=== DATASET ===
────
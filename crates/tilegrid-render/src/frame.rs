//! Frame builders: turn grid, camera and tool state into screen-space draw calls.

use crate::style::RenderStyle;
use crate::surface::Surface;
use tilegrid_core::storage::KeyValueStore;
use tilegrid_core::tools::GestureAction;
use tilegrid_core::{Editor, SpriteSheet, ToolManager, ToolShape, Viewport};

/// Draw every visible cell's tile and item sprites, then its outline when
/// grid lines are enabled.
pub fn render_tiles<S: Surface + ?Sized>(
    surface: &mut S,
    viewport: &Viewport,
    sheet: &SpriteSheet,
    style: &RenderStyle,
) {
    surface.clear(viewport.size(), style.background_color);

    for id in viewport.visible_cells() {
        let Some(cell) = viewport.grid().get(id) else {
            continue;
        };
        let dest = viewport.cell_screen_rect(id);

        for sprite in [cell.tile, cell.item].into_iter().flatten() {
            if sheet.contains(sprite) {
                surface.draw_image(sheet.source_rect(sprite), dest);
            } else {
                log::trace!("Cell {} references missing sprite {:?}", id, sprite);
            }
        }

        if viewport.show_grid() {
            surface.stroke_rect(dest, style.grid_color, style.grid_width);
        }
    }
}

/// Draw the selection overlay: affected-cell tints, the tool shape and the
/// hover outline.
pub fn render_selection<S: Surface + ?Sized>(
    surface: &mut S,
    viewport: &Viewport,
    tools: &ToolManager,
    style: &RenderStyle,
) {
    if style.show_colliders {
        for id in viewport.visible_cells() {
            surface.fill_diamond(&viewport.cell_screen_collider(id), style.collider_color);
        }
    }

    let tint = match tools.gesture().map(|gesture| gesture.action) {
        Some(GestureAction::Erase) => style.erase_color,
        _ => style.paint_color,
    };
    for &id in tools.affected_cells() {
        surface.fill_rect(viewport.cell_screen_rect(id), tint);
    }

    match tools.shape() {
        Some(ToolShape::Line(raycast)) => {
            surface.draw_line(*raycast, style.line_color, style.line_width);
            surface.fill_circle(raycast.p0, style.point_size, style.point_color);
            surface.fill_circle(raycast.p1, style.point_size, style.point_color);
        }
        Some(ToolShape::OutArea(area)) | Some(ToolShape::FillArea(area)) => {
            surface.stroke_rect(area.bounding_box(), style.line_color, style.line_width);
        }
        Some(ToolShape::Circle { center, radius }) => {
            surface.fill_circle(*center, *radius, tint);
            surface.fill_circle(*center, style.point_size, style.point_color);
        }
        None => {}
    }

    if let Some(hover) = viewport.hover_cell() {
        surface.stroke_rect(
            viewport.cell_screen_rect(hover),
            style.hover_color,
            style.hover_width,
        );
    }
}

/// Draw a full frame of an editor.
pub fn render_frame<S: Surface + ?Sized, K: KeyValueStore>(
    surface: &mut S,
    editor: &Editor<K>,
    sheet: &SpriteSheet,
    style: &RenderStyle,
) {
    render_tiles(surface, editor.viewport(), sheet, style);
    render_selection(surface, editor.viewport(), editor.tools(), style);
}

#[cfg(test)]
mod tests {
    use super::*;
    use crate::surface::{DrawCommand, RecordingSurface};
    use kurbo::{Point, Rect, Vec2};
    use tilegrid_core::{CellId, EditorConfig, Layer, SpriteCoord, ToolKind};

    fn viewport(columns: u32, rows: u32, width: f64, height: f64) -> Viewport {
        Viewport::new(&EditorConfig {
            cell_size: 100.0,
            columns,
            rows,
            canvas_width: width,
            canvas_height: height,
            ..EditorConfig::default()
        })
    }

    fn sheet() -> SpriteSheet {
        SpriteSheet::new(32.0, 4, 4)
    }

    fn count(surface: &RecordingSurface, pred: impl Fn(&DrawCommand) -> bool) -> usize {
        surface.commands().iter().filter(|cmd| pred(cmd)).count()
    }

    #[test]
    fn test_tiles_offset_applied_once() {
        let mut vp = viewport(4, 3, 400.0, 300.0);
        vp.grid_mut()
            .set_slot(CellId::new(1, 2), Layer::Tiles, Some(SpriteCoord::new(0, 3)));
        vp.set_offset(Vec2::new(30.0, 10.0));

        let mut surface = RecordingSurface::new();
        render_tiles(&mut surface, &vp, &sheet(), &RenderStyle::default());

        let images: Vec<_> = surface
            .commands()
            .iter()
            .filter_map(|cmd| match cmd {
                DrawCommand::Image { source, dest } => Some((*source, *dest)),
                _ => None,
            })
            .collect();
        assert_eq!(
            images,
            vec![(
                Rect::new(96.0, 0.0, 128.0, 32.0),
                Rect::new(70.0, 190.0, 170.0, 290.0)
            )]
        );
    }

    #[test]
    fn test_tile_then_item() {
        let mut vp = viewport(2, 2, 400.0, 300.0);
        let id = CellId::new(0, 0);
        vp.grid_mut()
            .set_slot(id, Layer::Tiles, Some(SpriteCoord::new(0, 0)));
        vp.grid_mut()
            .set_slot(id, Layer::Items, Some(SpriteCoord::new(1, 1)));
        // Outside the 4x4 sheet: skipped.
        vp.grid_mut()
            .set_slot(CellId::new(1, 0), Layer::Tiles, Some(SpriteCoord::new(9, 9)));

        let mut surface = RecordingSurface::new();
        render_tiles(&mut surface, &vp, &sheet(), &RenderStyle::default());

        let sources: Vec<Rect> = surface
            .commands()
            .iter()
            .filter_map(|cmd| match cmd {
                DrawCommand::Image { source, .. } => Some(*source),
                _ => None,
            })
            .collect();
        assert_eq!(
            sources,
            vec![Rect::new(0.0, 0.0, 32.0, 32.0), Rect::new(32.0, 32.0, 64.0, 64.0)]
        );
    }

    #[test]
    fn test_only_visible_cells_drawn() {
        let vp = viewport(1000, 1000, 400.0, 300.0);
        let mut surface = RecordingSurface::new();
        render_tiles(&mut surface, &vp, &sheet(), &RenderStyle::default());

        assert!(matches!(surface.commands()[0], DrawCommand::Clear { .. }));
        assert_eq!(count(&surface, |c| matches!(c, DrawCommand::StrokeRect { .. })), 12);
    }

    #[test]
    fn test_grid_lines_toggle() {
        let mut vp = viewport(4, 3, 400.0, 300.0);
        vp.toggle_grid();
        let mut surface = RecordingSurface::new();
        render_tiles(&mut surface, &vp, &sheet(), &RenderStyle::default());
        assert_eq!(count(&surface, |c| matches!(c, DrawCommand::StrokeRect { .. })), 0);
    }

    #[test]
    fn test_line_selection_overlay() {
        let vp = viewport(4, 3, 800.0, 600.0);
        let mut tools = ToolManager::new();
        tools.toggle(ToolKind::Line);
        tools.begin(CellId::new(0, 0), GestureAction::Paint, &vp);
        tools.update(CellId::new(3, 0), &vp);

        let style = RenderStyle::default();
        let mut surface = RecordingSurface::new();
        render_selection(&mut surface, &vp, &tools, &style);

        let tints: Vec<_> = surface
            .commands()
            .iter()
            .filter_map(|cmd| match cmd {
                DrawCommand::FillRect { color, .. } => Some(color.to_rgba8()),
                _ => None,
            })
            .collect();
        assert_eq!(tints.len(), 4);
        assert!(tints.iter().all(|c| *c == style.paint_color.to_rgba8()));

        let line = surface.commands().iter().find_map(|cmd| match cmd {
            DrawCommand::Line { line, width, .. } => Some((*line, *width)),
            _ => None,
        });
        let (line, width) = line.unwrap();
        assert_eq!(line.p0, Point::new(50.0, 50.0));
        assert_eq!(line.p1, Point::new(350.0, 50.0));
        assert!((width - 4.0).abs() < f64::EPSILON);
        assert_eq!(count(&surface, |c| matches!(c, DrawCommand::Circle { .. })), 2);
    }

    #[test]
    fn test_erase_overlay_tint_and_hover() {
        let mut vp = viewport(4, 3, 800.0, 600.0);
        vp.update_hover(Point::new(150.0, 150.0));
        let mut tools = ToolManager::new();
        tools.toggle(ToolKind::OutArea);
        tools.begin(CellId::new(0, 0), GestureAction::Erase, &vp);
        tools.update(CellId::new(1, 1), &vp);

        let style = RenderStyle::default();
        let mut surface = RecordingSurface::new();
        render_selection(&mut surface, &vp, &tools, &style);

        let erase = style.erase_color.to_rgba8();
        assert_eq!(
            count(&surface, |c| matches!(c, DrawCommand::FillRect { color, .. } if color.to_rgba8() == erase)),
            4
        );
        let outlines: Vec<Rect> = surface
            .commands()
            .iter()
            .filter_map(|cmd| match cmd {
                DrawCommand::StrokeRect { rect, .. } => Some(*rect),
                _ => None,
            })
            .collect();
        // Area outline, then the hovered cell.
        assert_eq!(
            outlines,
            vec![
                Rect::new(50.0, 50.0, 150.0, 150.0),
                Rect::new(100.0, 100.0, 200.0, 200.0)
            ]
        );
    }

    #[test]
    fn test_colliders_follow_camera() {
        let mut vp = viewport(1, 1, 400.0, 300.0);
        vp.set_offset(Vec2::new(-10.0, -20.0));
        let mut surface = RecordingSurface::new();
        let style = RenderStyle::default().with_colliders(true);
        render_selection(&mut surface, &vp, &ToolManager::new(), &style);

        match &surface.commands()[0] {
            DrawCommand::Diamond { quad, .. } => {
                assert_eq!(quad.top, Point::new(60.0, 20.0));
                assert_eq!(quad.left, Point::new(10.0, 70.0));
            }
            other => panic!("unexpected command {:?}", other),
        }
    }
}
────
=== ASSIGNED TASK ===
Look above and return each line of the records exactly, from the very first through the line with "use tilegrid_core::storage::KeyValueStore;", both included.

=== SOLVED EXERCISE ===
filename crates/tilegrid-render/src/frame.rs
//! Frame builders: turn grid, camera and tool state into screen-space draw calls.

use crate::style::RenderStyle;
use crate::surface::Surface;
use tilegrid_core::storage::KeyValueStore;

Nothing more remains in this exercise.